**THE PROBLEM**
Would you restate word for word the lines of the listing, beginning at the first and ending with the line that holds "no size limit."?

[Opening EXTRACTED MATERIAL section]

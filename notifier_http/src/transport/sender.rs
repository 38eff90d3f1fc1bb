/*!
 * The `Sender` seam and its built-in ureq implementation.
 *
 * Uses `ureq`, a pure-Rust blocking HTTP client with no async runtime.
 * Every send already runs on its own background thread, so blocking I/O
 * is fine there.
 *
 * - **One attempt**: no retries and no backoff.
 * - **Status codes are data**: the agent is built with
 *   `http_status_as_error(false)` so a 4xx/5xx comes back as a `Response`
 *   and the dispatcher decides what it means.
 * - **Whole body**: the response is read with no size limit.
 * - **No timeout by default**: a request that never returns holds its
 *   permit for as long as the transport lets it. Use
 *   `DefaultSender::with_timeout` to opt in to one.
 */

use std::time::Duration;

use notifier_core::TransportError;
use ureq::Agent;

use crate::protocol::response::{status_text, Response};

/**
 * Performs one blocking POST of `message` to `url`.
 *
 * Shared by every send task spawned from one client, so implementations
 * must be safe to call concurrently. Any failure to build, transmit, or
 * read back the request is a `TransportError` with no partial `Response`.
 */
pub trait Sender: Send + Sync {
    fn send_post(&self, message: &[u8], url: &str) -> Result<Response, TransportError>;
}

/**
 * Sender used when the configuration does not supply one.
 *
 * Wraps a `ureq::Agent`; connection pooling and keep-alive are handled by
 * the agent internally.
 */
#[derive(Clone)]
pub struct DefaultSender {
    agent: Agent,
}

impl DefaultSender {
    /// Creates a sender with no request timeout.
    pub fn new() -> Self {
        let agent: Agent = Agent::config_builder()
            .http_status_as_error(false)
            .build()
            .into();

        Self { agent }
    }

    /// Creates a sender that gives up on any request taking longer than `timeout`.
    pub fn with_timeout(timeout: Duration) -> Self {
        let agent: Agent = Agent::config_builder()
            .http_status_as_error(false)
            .timeout_global(Some(timeout))
            .build()
            .into();

        Self { agent }
    }
}

impl Default for DefaultSender {
    fn default() -> Self {
        Self::new()
    }
}

impl Sender for DefaultSender {
    fn send_post(&self, message: &[u8], url: &str) -> Result<Response, TransportError> {
        let response = self
            .agent
            .post(url)
            .send(message)
            .map_err(|e| TransportError::with_source("failed sending POST request", e))?;

        let code = response.status().as_u16();
        let mut body = response.into_body();
        let content = body
            .with_config()
            .limit(u64::MAX)
            .read_to_vec()
            .map_err(|e| TransportError::with_source("failed reading response body", e))?;

        Ok(Response {
            status: status_text(code),
            code,
            content,
        })
    }
}
/**
 * Count of sends that have been accepted but not yet completed.
 *
 * Incremented on the caller's thread when a send is accepted and
 * decremented by the send task after its callback has returned. `flush`
 * waits on the condvar until the count drops to zero.
 *
 * Uses a `Mutex<usize>` + `Condvar` pair. The lock is never held while
 * user code runs. A poisoned lock is recovered.
 */
use std::sync::{Condvar, Mutex, MutexGuard, PoisonError};
use std::time::Duration;

#[derive(Default)]
pub struct PendingSends {
    count: Mutex<usize>,
    drained: Condvar,
}

impl PendingSends {
    pub fn new() -> Self {
        Self::default()
    }

    /// Records a newly accepted send.
    pub fn begin(&self) {
        *self.lock() += 1;
    }

    /// Records a completed send and wakes flushers once none remain.
    pub fn finish(&self) {
        let mut count = self.lock();
        *count = count.saturating_sub(1);
        if *count == 0 {
            self.drained.notify_all();
        }
    }

    pub fn count(&self) -> usize {
        *self.lock()
    }

    /**
     * Blocks until the count reaches zero or `timeout` elapses.
     *
     * # Returns
     * `true` if every send completed in time, `false` on timeout.
     */
    pub fn wait_timeout(&self, timeout: Duration) -> bool {
        let guard = self.lock();
        let (guard, _) = self
            .drained
            .wait_timeout_while(guard, timeout, |count| *count > 0)
            .unwrap_or_else(PoisonError::into_inner);

        *guard == 0
    }

    fn lock(&self) -> MutexGuard<'_, usize> {
        self.count.lock().unwrap_or_else(PoisonError::into_inner)
    }
}
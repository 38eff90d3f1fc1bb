//! Error types shared by every notification client.
//!
//! Configuration errors surface synchronously from constructors. Every
//! other variant describes the failure of exactly one send and is only
//! ever delivered through that send's callback.

use std::error::Error as StdError;

use thiserror::Error;

/// Errors produced by notification clients.
#[derive(Debug, Error)]
pub enum NotifyError {
    /// The client configuration was rejected at construction time.
    #[error("invalid client configuration, {reason}")]
    InvalidConfiguration {
        /// Which constraint was violated
        reason: String,
    },

    /// The transport could not complete the send.
    #[error(transparent)]
    Transport(#[from] TransportError),

    /// The transport succeeded but the remote side answered with a status
    /// code outside the accepted set. The response body is discarded.
    #[error("failed sending notification: response code: {code} response status: {status}")]
    UnsuccessfulResponse {
        /// Numeric status code
        code: u16,
        /// Status line text, e.g. `"400 Bad Request"`
        status: String,
    },

    /// The sender panicked while handling the send.
    #[error("sender panicked: {message}")]
    SenderPanicked {
        /// Panic payload rendered as text
        message: String,
    },

    /// The send could never be started.
    #[error("send abandoned before it could be dispatched")]
    Abandoned,
}

impl NotifyError {
    /// Builds an `InvalidConfiguration` error.
    pub fn invalid_configuration(reason: impl Into<String>) -> Self {
        Self::InvalidConfiguration {
            reason: reason.into(),
        }
    }

    /// Returns `true` if the send never produced a usable response.
    pub fn is_transport(&self) -> bool {
        matches!(self, Self::Transport(_))
    }
}

/**
 * Failure to build, transmit, or read back a request.
 *
 * Carries a human-readable message and, when available, the underlying
 * error as its source.
 */
#[derive(Debug, Error)]
#[error("{message}")]
pub struct TransportError {
    message: String,
    #[source]
    source: Option<Box<dyn StdError + Send + Sync + 'static>>,
}

impl TransportError {
    /// Creates a transport error with no underlying cause.
    pub fn new(message: impl Into<String>) -> Self {
        Self {
            message: message.into(),
            source: None,
        }
    }

    /// Creates a transport error wrapping `source`.
    pub fn with_source(
        message: impl Into<String>,
        source: impl StdError + Send + Sync + 'static,
    ) -> Self {
        Self {
            message: message.into(),
            source: Some(Box::new(source)),
        }
    }

    /// The message this error was created with.
    pub fn message(&self) -> &str {
        &self.message
    }
}

impl From<std::io::Error> for TransportError {
    fn from(err: std::io::Error) -> Self {
        Self::with_source("i/o failure", err)
    }
}
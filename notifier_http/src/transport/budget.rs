/**
 * Counting semaphore that caps the number of POSTs in flight.
 *
 * Built on a bounded `crossbeam_channel` used as a token store:
 *
 * ```text
 *   acquire  ── send(()) ──►  [ () () () . . ]  capacity N
 *   release  ◄─ try_recv ───
 * ```
 *
 * `send` parks the calling thread once N tokens are outstanding, which is
 * exactly the acquire-blocks-when-exhausted contract. Releasing is done by
 * dropping the `Permit`, so no exit path can leak a token.
 *
 * Waiters are not served in FIFO order and there is no timeout: a permit
 * held by a send that never returns is never given back.
 */
use crossbeam_channel::{Receiver, Sender};

pub struct DispatchBudget {
    tokens: Sender<()>,
    drain: Receiver<()>,
    capacity: usize,
}

impl DispatchBudget {
    /**
     * Creates a budget with room for `capacity` concurrent holders.
     *
     * `capacity` must be non-zero; a zero-capacity crossbeam channel is a
     * rendezvous channel and would block every acquirer forever. The client
     * constructor rejects zero before it gets here.
     */
    pub fn new(capacity: usize) -> Self {
        let (tokens, drain) = crossbeam_channel::bounded(capacity);
        Self {
            tokens,
            drain,
            capacity,
        }
    }

    /// Blocks the current thread until a permit is free, then takes it.
    pub fn acquire(&self) -> Permit {
        // The budget owns a receiver, so the channel can never disconnect.
        let _ = self.tokens.send(());
        Permit {
            drain: self.drain.clone(),
        }
    }

    /// Maximum number of permits that can be held at once.
    pub fn capacity(&self) -> usize {
        self.capacity
    }

    /// Number of permits currently held.
    pub fn in_use(&self) -> usize {
        self.tokens.len()
    }
}

/// A held unit of budget. Dropping it releases the unit.
pub struct Permit {
    drain: Receiver<()>,
}

impl Drop for Permit {
    fn drop(&mut self) {
        let _ = self.drain.try_recv();
    }
}
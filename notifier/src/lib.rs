/**
 * Notifier: send a payload, get the outcome back through a callback.
 *
 * This is the crate applications should depend on. Code that sends
 * notifications takes the `Client` capability; only the place that
 * builds the client needs to know which transport is behind it.
 *
 * # Quick start
 *
 * ```ignore
 * use notifier::http::{new_http_client, ClientConfig};
 *
 * fn main() -> Result<(), notifier::NotifyError> {
 *     let client = new_http_client(ClientConfig::new("https://hooks.example.com/notify", 8))?;
 *     announce(client.as_ref());
 *     Ok(())
 * }
 *
 * fn announce(client: &dyn notifier::Client) {
 *     client.send_message(b"release published".to_vec(), None);
 * }
 * ```
 */

// ---------------------------------------------------------------------------
// Re-exports from notifier_core: the capability every client exposes
// ---------------------------------------------------------------------------

pub use notifier_core::{Callback, Client, NotifyError, SendResult, TransportError};

/// HTTP POST notification client.
pub mod http {
    pub use notifier_http::{
        is_success_code, new_http_client, ClientConfig, DefaultSender, HttpClient, Response,
        Sender, STATUS_ACCEPTED, STATUS_BAD_REQUEST, STATUS_CREATED, STATUS_OK,
    };
}
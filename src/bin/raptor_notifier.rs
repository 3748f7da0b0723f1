use anyhow::Result;
use raptor::{start, EngineConfig, LoggingSurface, WorkerRole};
use std::sync::Arc;
use tokio::signal;
use tracing::{error, info};

/// Dedicated notifier worker: drains the notifications outbox to the chat
/// surface. Run several for delivery throughput; leases keep them from
/// double-sending.
#[tokio::main]
async fn main() -> Result<()> {
    tracing_subscriber::fmt()
        .with_env_filter(
            tracing_subscriber::EnvFilter::try_from_default_env()
                .unwrap_or_else(|_| "info".into()),
        )
        .init();

    info!("📮 Starting RAPTOR notifier");

    let config = EngineConfig::from_env(WorkerRole::Notifier)?;
    let surface = Arc::new(LoggingSurface);
    let mut engine = start(config, surface).await?;

    tokio::select! {
        result = engine.wait() => {
            if let Err(e) = result {
                error!("❌ Component failure: {:#}", e);
            }
        }
        _ = signal::ctrl_c() => {
            info!("🛑 Shutdown signal received");
        }
    }

    engine.shutdown().await;
    Ok(())
}
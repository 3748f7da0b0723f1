// Supervisor.
// Owns the stop flag, runs startup readiness checks, wires every component
// for the configured role, and exposes the engine handle used by the command
// surface (emergency sells, wallet export, re-entrancy guard). Components
// never share in-process state except through the store and the explicit
// channels created here.

use anyhow::{bail, Context, Result};
use parking_lot::Mutex;
use std::collections::HashSet;
use std::sync::Arc;
use tokio::sync::{mpsc, watch};
use tokio::task::JoinHandle;
use tracing::{error, info, warn};

use crate::aggregator_router::AggregatorRouter;
use crate::audit_log::{AuditEvent, AuditLog};
use crate::budget_gate::BudgetGate;
use crate::candidate_consumer::CandidateConsumer;
use crate::chain_rpc::ChainRpc;
use crate::config::{EngineConfig, WorkerRole};
use crate::constants::EXIT_QUEUE_HIGH_WATER;
use crate::curve_router::CurveRouter;
use crate::error_classifier::retry_backoff;
use crate::execution_worker::{ExecutionWorker, TradeExecutor};
use crate::exit_queue::{request_emergency_sell, ExitQueue, ExitQueueHandle};
use crate::job_queue::JobQueue;
use crate::maintenance::MaintenanceLoop;
use crate::models::TradeAction;
use crate::outbox_notifier::{ChatSurface, OutboxNotifier};
use crate::position_monitor::PositionMonitor;
use crate::price_oracle::PriceOracle;
use crate::store::Store;
use crate::swap_router::RouterFactory;
use crate::token_decimals::TokenDecimals;
use crate::wallet_vault::WalletVault;
use crate::ws_subscriptions::SubscriptionManager;

/// A running engine process: component tasks plus the control handle.
pub struct RunningEngine {
    stop_tx: watch::Sender<bool>,
    tasks: Vec<(&'static str, JoinHandle<Result<()>>)>,
    pub handle: EngineHandle,
}

impl RunningEngine {
    /// Flip the stop flag and await every component. The exit queue drains
    /// before its task returns.
    pub async fn shutdown(self) {
        info!("🛑 Shutdown initiated");
        self.stop_tx.send(true).ok();
        for (name, task) in self.tasks {
            match task.await {
                Ok(Ok(())) => info!("✅ {} stopped cleanly", name),
                Ok(Err(e)) => error!("❌ {} exited with error: {}", name, e),
                Err(e) => error!("❌ {} panicked: {}", name, e),
            }
        }
        info!("👋 Shutdown complete");
    }

    /// Wait for any component to exit on its own (supervisor restart policy
    /// is the orchestrator's job; we just surface the first failure).
    pub async fn wait(&mut self) -> Result<()> {
        if self.tasks.is_empty() {
            bail!("no components started for this role");
        }
        let (result, index, _) =
            futures::future::select_all(self.tasks.iter_mut().map(|(_, t)| t)).await;
        let (name, _) = self.tasks.remove(index);
        match result {
            Ok(Ok(())) => {
                warn!("⚠️  Component {} exited", name);
                Ok(())
            }
            Ok(Err(e)) => bail!("component {} failed: {}", name, e),
            Err(e) => bail!("component {} panicked: {}", name, e),
        }
    }
}

/// Control surface for user-facing commands.
#[derive(Clone)]
pub struct EngineHandle {
    pub store: Store,
    pub audit: AuditLog,
    exit_handle: Option<ExitQueueHandle>,
    /// Re-entrancy guard keyed on (user, mint, side): one active BUY/SELL
    /// command per key at a time.
    active_commands: Arc<Mutex<HashSet<(i64, String, &'static str)>>>,
}

impl EngineHandle {
    /// Take the command slot for (user, mint, side). Returns false when a
    /// command is already in flight for the key.
    pub fn begin_command(&self, user_id: i64, token_mint: &str, side: TradeAction) -> bool {
        self.active_commands
            .lock()
            .insert((user_id, token_mint.to_string(), side.as_str()))
    }

    pub fn end_command(&self, user_id: i64, token_mint: &str, side: TradeAction) {
        self.active_commands
            .lock()
            .remove(&(user_id, token_mint.to_string(), side.as_str()));
    }

    /// User-initiated emergency sell: bypasses the monitor, claims the exit
    /// directly, queues at maximum priority.
    pub async fn emergency_sell(&self, position_uuid: &str) -> Result<bool> {
        let Some(exit_handle) = &self.exit_handle else {
            bail!("this role does not host the exit queue");
        };
        request_emergency_sell(&self.store, &self.audit, exit_handle, position_uuid).await
    }

    /// Audited export of a wallet's encrypted key material. The material
    /// stays encrypted; this is the only read path that returns it.
    pub async fn export_wallet_material(&self, user_id: i64, chain: &str) -> Result<String> {
        let wallet = self
            .store
            .active_wallet(user_id, chain)?
            .context("no active wallet to export")?;
        self.audit
            .record(
                AuditEvent::KeyExport,
                Some(user_id),
                chain,
                &format!("wallet {} ({})", wallet.id, wallet.public_address),
            )
            .await?;
        Ok(wallet.encrypted_key)
    }
}

/// Start every component the role hosts. Fails fast when readiness probes
/// fail; transient store failures back off and retry a few times before
/// giving up to the process supervisor.
pub async fn start(config: EngineConfig, surface: Arc<dyn ChatSurface>) -> Result<RunningEngine> {
    let (stop_tx, stop_rx) = watch::channel(false);

    // Readiness: store first, then chain for the roles that talk to it.
    let store = open_store_with_backoff(&config).await?;
    store.health_check()?;

    let rpc = Arc::new(ChainRpc::new(config.rpc_url.clone()));
    let needs_chain = matches!(
        config.role,
        WorkerRole::All | WorkerRole::Executor | WorkerRole::Monitor
    );
    if needs_chain {
        rpc.health_check().await?;
    }

    let audit = AuditLog::new("data/audit.jsonl");
    let vault = WalletVault::new(config.wallet_encryption_key.clone());
    let decimals = TokenDecimals::new(Arc::clone(&rpc));
    decimals.seed_known().await;

    let curve = Arc::new(CurveRouter::new(Arc::clone(&rpc)));
    let aggregator = Arc::new(AggregatorRouter::new(
        Arc::clone(&rpc),
        config.aggregator_api_url.clone(),
    ));
    let routers = RouterFactory::new(curve, aggregator);

    let executor = TradeExecutor {
        store: store.clone(),
        vault,
        balances: Arc::clone(&rpc) as Arc<dyn crate::chain_rpc::BalanceReader>,
        decimals: decimals.clone(),
        routers,
        confirm_timeout_ms: config.confirm_timeout_ms,
    };
    let gate = BudgetGate::new(store.clone());

    let mut tasks: Vec<(&'static str, JoinHandle<Result<()>>)> = Vec::new();
    let role = config.role;
    let hosts = |r: WorkerRole| role == WorkerRole::All || role == r;

    let mut exit_handle_for_api = None;

    if hosts(WorkerRole::Monitor) && config.position_monitor_enabled {
        let exit_handle = ExitQueueHandle::new(EXIT_QUEUE_HIGH_WATER * 2);
        exit_handle_for_api = Some(exit_handle.clone());

        let exit_queue = ExitQueue::new(
            exit_handle.clone(),
            executor.clone(),
            gate.clone(),
            store.clone(),
        );
        tasks.push(("exit-queue", tokio::spawn(exit_queue.run(stop_rx.clone()))));

        let (hint_tx, hint_rx) = mpsc::unbounded_channel();
        let subs = SubscriptionManager::start(config.ws_url.clone(), hint_tx, stop_rx.clone());
        let oracle = Arc::new(PriceOracle::new(
            config.price_api_url.clone(),
            config.oracle_requests_per_minute,
            config.oracle_burst,
        ));
        let monitor = PositionMonitor::new(
            store.clone(),
            oracle,
            Arc::clone(&rpc),
            decimals.clone(),
            exit_handle,
            subs,
            &config,
        );
        tasks.push((
            "position-monitor",
            tokio::spawn(monitor.run(hint_rx, stop_rx.clone())),
        ));
    }

    if hosts(WorkerRole::Executor) {
        let queue = JobQueue::new(
            store.clone(),
            config.worker_id.clone(),
            config.job_claim_limit,
            config.job_lease_seconds,
        );
        let worker = ExecutionWorker::new(executor.clone(), queue, gate.clone(), &config);
        tasks.push(("execution-worker", tokio::spawn(worker.run(stop_rx.clone()))));
    }

    if hosts(WorkerRole::Consumer) && config.candidate_consumer_enabled && config.auto_execute_enabled
    {
        let queue = JobQueue::new(
            store.clone(),
            config.worker_id.clone(),
            config.job_claim_limit,
            config.job_lease_seconds,
        );
        let consumer = CandidateConsumer::new(store.clone(), gate.clone(), queue, &config);
        tasks.push((
            "candidate-consumer",
            tokio::spawn(consumer.run(stop_rx.clone())),
        ));
    }

    if hosts(WorkerRole::Notifier) {
        let notifier = OutboxNotifier::new(store.clone(), surface, &config);
        tasks.push(("outbox-notifier", tokio::spawn(notifier.run(stop_rx.clone()))));
    }

    if hosts(WorkerRole::Maintenance) {
        let maintenance = MaintenanceLoop::new(store.clone(), &config);
        tasks.push(("maintenance", tokio::spawn(maintenance.run(stop_rx.clone()))));
    }

    info!(
        "🚀 {} component(s) running for role {}",
        tasks.len(),
        role.as_str()
    );

    Ok(RunningEngine {
        stop_tx,
        tasks,
        handle: EngineHandle {
            store,
            audit,
            exit_handle: exit_handle_for_api,
            active_commands: Arc::new(Mutex::new(HashSet::new())),
        },
    })
}

/// Store failures at startup are transient until proven otherwise: bounded
/// backoff, then exit and let the process supervisor restart us.
async fn open_store_with_backoff(config: &EngineConfig) -> Result<Store> {
    let mut attempt = 0u32;
    loop {
        match Store::open(&config.store_path) {
            Ok(store) => return Ok(store),
            Err(e) => {
                attempt += 1;
                if attempt >= 5 {
                    return Err(e.context("store unavailable after 5 attempts"));
                }
                let delay = retry_backoff(attempt, 500, 10_000);
                warn!("⚠️  Store open failed (attempt {}): {:#}; retrying in {:?}", attempt, e, delay);
                tokio::time::sleep(delay).await;
            }
        }
    }
}

#[cfg(test)]
mod tests {
    use super::*;

    #[test]
    fn reentrancy_guard_is_per_user_mint_side() {
        let handle = EngineHandle {
            store: Store::open_in_memory().unwrap(),
            audit: AuditLog::new("/tmp/raptor-test-audit.jsonl"),
            exit_handle: None,
            active_commands: Arc::new(Mutex::new(HashSet::new())),
        };

        assert!(handle.begin_command(1, "MintA", TradeAction::Buy));
        // Same key: blocked.
        assert!(!handle.begin_command(1, "MintA", TradeAction::Buy));
        // Different side / mint / user: allowed.
        assert!(handle.begin_command(1, "MintA", TradeAction::Sell));
        assert!(handle.begin_command(1, "MintB", TradeAction::Buy));
        assert!(handle.begin_command(2, "MintA", TradeAction::Buy));

        handle.end_command(1, "MintA", TradeAction::Buy);
        assert!(handle.begin_command(1, "MintA", TradeAction::Buy));
    }
}
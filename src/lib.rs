//! RAPTOR: autonomous trade lifecycle engine for bonding-curve tokens
//!
//! This library provides:
//! - A relational store with the atomic claim/lease/CAS primitives every
//!   worker coordinates through
//! - A lease-based trade job queue with retry classification
//! - The candidate consumer, execution worker, position monitor, exit queue,
//!   and outbox notifier components
//! - A venue-agnostic swap router with bonding-curve and aggregator backends

pub mod aggregator_router;
pub mod audit_log;
pub mod budget_gate;
pub mod candidate_consumer;
pub mod chain_rpc;
pub mod config;
pub mod constants;
pub mod curve_router;
pub mod error_classifier;
pub mod execution_worker;
pub mod exit_queue;
pub mod job_queue;
pub mod maintenance;
pub mod models;
pub mod outbox_notifier;
pub mod position_monitor;
pub mod price_cache;
pub mod price_oracle;
pub mod store;
pub mod supervisor;
pub mod swap_router;
pub mod token_decimals;
pub mod wallet_vault;
pub mod ws_subscriptions;

// Re-export main types for convenience
pub use audit_log::{AuditEvent, AuditLog};
pub use budget_gate::BudgetGate;
pub use candidate_consumer::{CandidateConsumer, ConsumerStats};
pub use chain_rpc::{associated_token_address, BalanceReader, BlockhashInfo, ChainRpc};
pub use config::{worker_id, EngineConfig, WorkerRole};
pub use curve_router::{CurveRouter, CurveState};
pub use error_classifier::{classify_error, retry_backoff, ErrorCode};
pub use execution_worker::{realized_pnl, ExecutionWorker, SellOutcome, TradeExecutor};
pub use exit_queue::{
    request_emergency_sell, ClaimGate, ExitJob, ExitQueue, ExitQueueHandle,
};
pub use job_queue::{HeartbeatGuard, JobQueue};
pub use maintenance::MaintenanceLoop;
pub use models::{
    buy_idempotency_key, exit_idempotency_key, manual_idempotency_key, CandidateStatus,
    CooldownKind, ExecutionMode, ExecutionStatus, ExitTrigger, JobPayload, JobStatus,
    LaunchCandidate, LifecycleState, NotificationKind, Position, PositionStatus, Strategy,
    StrategyKind, TradeAction, TradeJob, TriggerState, User, Wallet,
};
pub use outbox_notifier::{ChatSurface, LoggingSurface, NotifierStats, OutboxNotifier};
pub use position_monitor::{
    evaluate_trigger, sell_percent_for, MonitorStats, PositionMonitor, WatchedPosition,
};
pub use price_cache::{PriceCache, PriceCacheStats};
pub use price_oracle::{OracleStats, PriceOracle};
pub use store::{FinalizeResult, ReserveOutcome, Store, TriggerClaim};
pub use supervisor::{start, EngineHandle, RunningEngine};
pub use swap_router::{
    min_output_after_slippage, raw_sell_amount, ExecuteOptions, RouterFactory, SwapIntent,
    SwapQuote, SwapResult, SwapRouter, UnsignedSwap,
};
pub use token_decimals::{fill_price_sol, raw_to_whole, whole_to_raw, TokenDecimals};
pub use wallet_vault::{EncryptedKeyMaterial, SigningKey, WalletVault};
pub use ws_subscriptions::{ActivityHint, SubscriptionManager};
// Budget & safety gate.
// A thin caller of the store's reserve_trade_budget RPC; the store transaction
// is the single authoritative enforcement point for caps, cooldowns, pause,
// circuit state, and execution idempotency. This layer only translates the
// outcome into the user-facing taxonomy and optionally surfaces denials.

use anyhow::Result;
use serde_json::json;
use tracing::debug;

use crate::error_classifier::ErrorCode;
use crate::models::{ExecutionMode, NotificationKind, TradeAction};
use crate::store::{ReserveOutcome, Store};

#[derive(Clone)]
pub struct BudgetGate {
    store: Store,
}

impl BudgetGate {
    pub fn new(store: Store) -> Self {
        Self { store }
    }

    /// Ask the store to reserve budget for one trade attempt.
    ///
    /// `notify_on_denial` controls whether a terminal denial lands in the
    /// outbox: manual commands surface every denial, the auto flow stays
    /// quiet (a denial per candidate per user would flood the chat surface).
    #[allow(clippy::too_many_arguments)]
    pub fn reserve(
        &self,
        mode: ExecutionMode,
        user_id: i64,
        strategy_id: Option<i64>,
        chain: &str,
        action: TradeAction,
        token_mint: &str,
        amount_lamports: u64,
        idempotency_key: &str,
        deployer: Option<&str>,
        allow_retry: bool,
        notify_on_denial: bool,
    ) -> Result<ReserveOutcome> {
        let outcome = self.store.reserve_trade_budget(
            mode,
            user_id,
            strategy_id,
            chain,
            action,
            token_mint,
            amount_lamports,
            idempotency_key,
            deployer,
            allow_retry,
        )?;

        if !outcome.allowed {
            debug!(
                "🚫 Budget denied for user {} on {}: {:?} ({:?})",
                user_id, token_mint, outcome.reason, outcome.code
            );
            if notify_on_denial {
                if let Some(code) = outcome.code {
                    self.store.enqueue_notification(
                        user_id,
                        NotificationKind::BudgetDenied,
                        &json!({
                            "token_mint": token_mint,
                            "chain": chain,
                            "action": action.as_str(),
                            "reason": outcome.reason,
                            "error_code": code.as_str(),
                            "message": code.user_message(),
                        }),
                    )?;
                }
            }
        }

        Ok(outcome)
    }

    /// Map a denial onto the taxonomy for callers that need an ErrorCode.
    pub fn denial_code(outcome: &ReserveOutcome) -> Option<ErrorCode> {
        if outcome.allowed {
            None
        } else {
            // "Already executed" carries no code: it is not an error, just a
            // replay of a completed reservation.
            outcome.code
        }
    }
}

#[cfg(test)]
mod tests {
    use super::*;
    use crate::models::{Strategy, StrategyKind};

    fn seed(store: &Store) -> (i64, i64) {
        let user = store.get_or_create_user("chat-1").unwrap();
        let strategy = Strategy {
            id: 0,
            user_id: user.id,
            kind: StrategyKind::Auto,
            chain: "solana".to_string(),
            enabled: true,
            auto_execute: true,
            risk_profile: "standard".to_string(),
            max_positions: 2,
            per_trade_cap_lamports: 100_000_000,
            daily_cap_lamports: 1_000_000_000,
            max_open_exposure_lamports: 500_000_000,
            slippage_bps: 300,
            priority_fee_lamports: 0,
            take_profit_percent: 50.0,
            stop_loss_percent: 20.0,
            max_hold_minutes: 240,
            trailing_enabled: false,
            trail_activation_percent: 30.0,
            trail_distance_percent: 20.0,
            moon_bag_percent: 0.0,
            min_score: 0.0,
            launchpad_allowlist: None,
            cooldown_seconds: 300,
            token_allowlist: None,
            token_denylist: None,
            snipe_mode: "normal".to_string(),
            filter_mode: "strict".to_string(),
        };
        let sid = store.upsert_strategy(&strategy).unwrap();
        (user.id, sid)
    }

    #[test]
    fn denial_surfaces_to_outbox_when_asked() {
        let store = Store::open_in_memory().unwrap();
        let (user_id, strategy_id) = seed(&store);
        let gate = BudgetGate::new(store.clone());

        store.set_trading_paused(true).unwrap();
        let outcome = gate
            .reserve(
                ExecutionMode::Manual,
                user_id,
                Some(strategy_id),
                "solana",
                TradeAction::Buy,
                "MintA",
                1_000,
                "key-1",
                None,
                false,
                true,
            )
            .unwrap();
        assert!(!outcome.allowed);
        assert_eq!(BudgetGate::denial_code(&outcome), Some(ErrorCode::TradingPaused));

        let claimed = store.claim_notifications("w", 10, 30).unwrap();
        assert_eq!(claimed.len(), 1);
        assert_eq!(claimed[0].kind, "BUDGET_DENIED");
        assert_eq!(claimed[0].payload["error_code"], "TRADING_PAUSED");
    }

    #[test]
    fn auto_flow_denials_stay_quiet() {
        let store = Store::open_in_memory().unwrap();
        let (user_id, strategy_id) = seed(&store);
        let gate = BudgetGate::new(store.clone());

        store.set_trading_paused(true).unwrap();
        let outcome = gate
            .reserve(
                ExecutionMode::Auto,
                user_id,
                Some(strategy_id),
                "solana",
                TradeAction::Buy,
                "MintA",
                1_000,
                "key-1",
                None,
                false,
                false,
            )
            .unwrap();
        assert!(!outcome.allowed);
        assert!(store.claim_notifications("w", 10, 30).unwrap().is_empty());
    }
}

[Closing EXTRACTED MATERIAL section]

**REPLY**
filename notifier_http/src/transport/sender.rs
repository 38eff90d3f1fc1bb
/*!
 * The `Sender` seam and its built-in ureq implementation.
 *
 * Uses `ureq`, a pure-Rust blocking HTTP client with no async runtime.
 * Every send already runs on its own background thread, so blocking I/O
 * is fine there.
 *
 * - **One attempt**: no retries and no backoff.
 * - **Status codes are data**: the agent is built with
 *   `http_status_as_error(false)` so a 4xx/5xx comes back as a `Response`
 *   and the dispatcher decides what it means.
 * - **Whole body**: the response is read with no size limit.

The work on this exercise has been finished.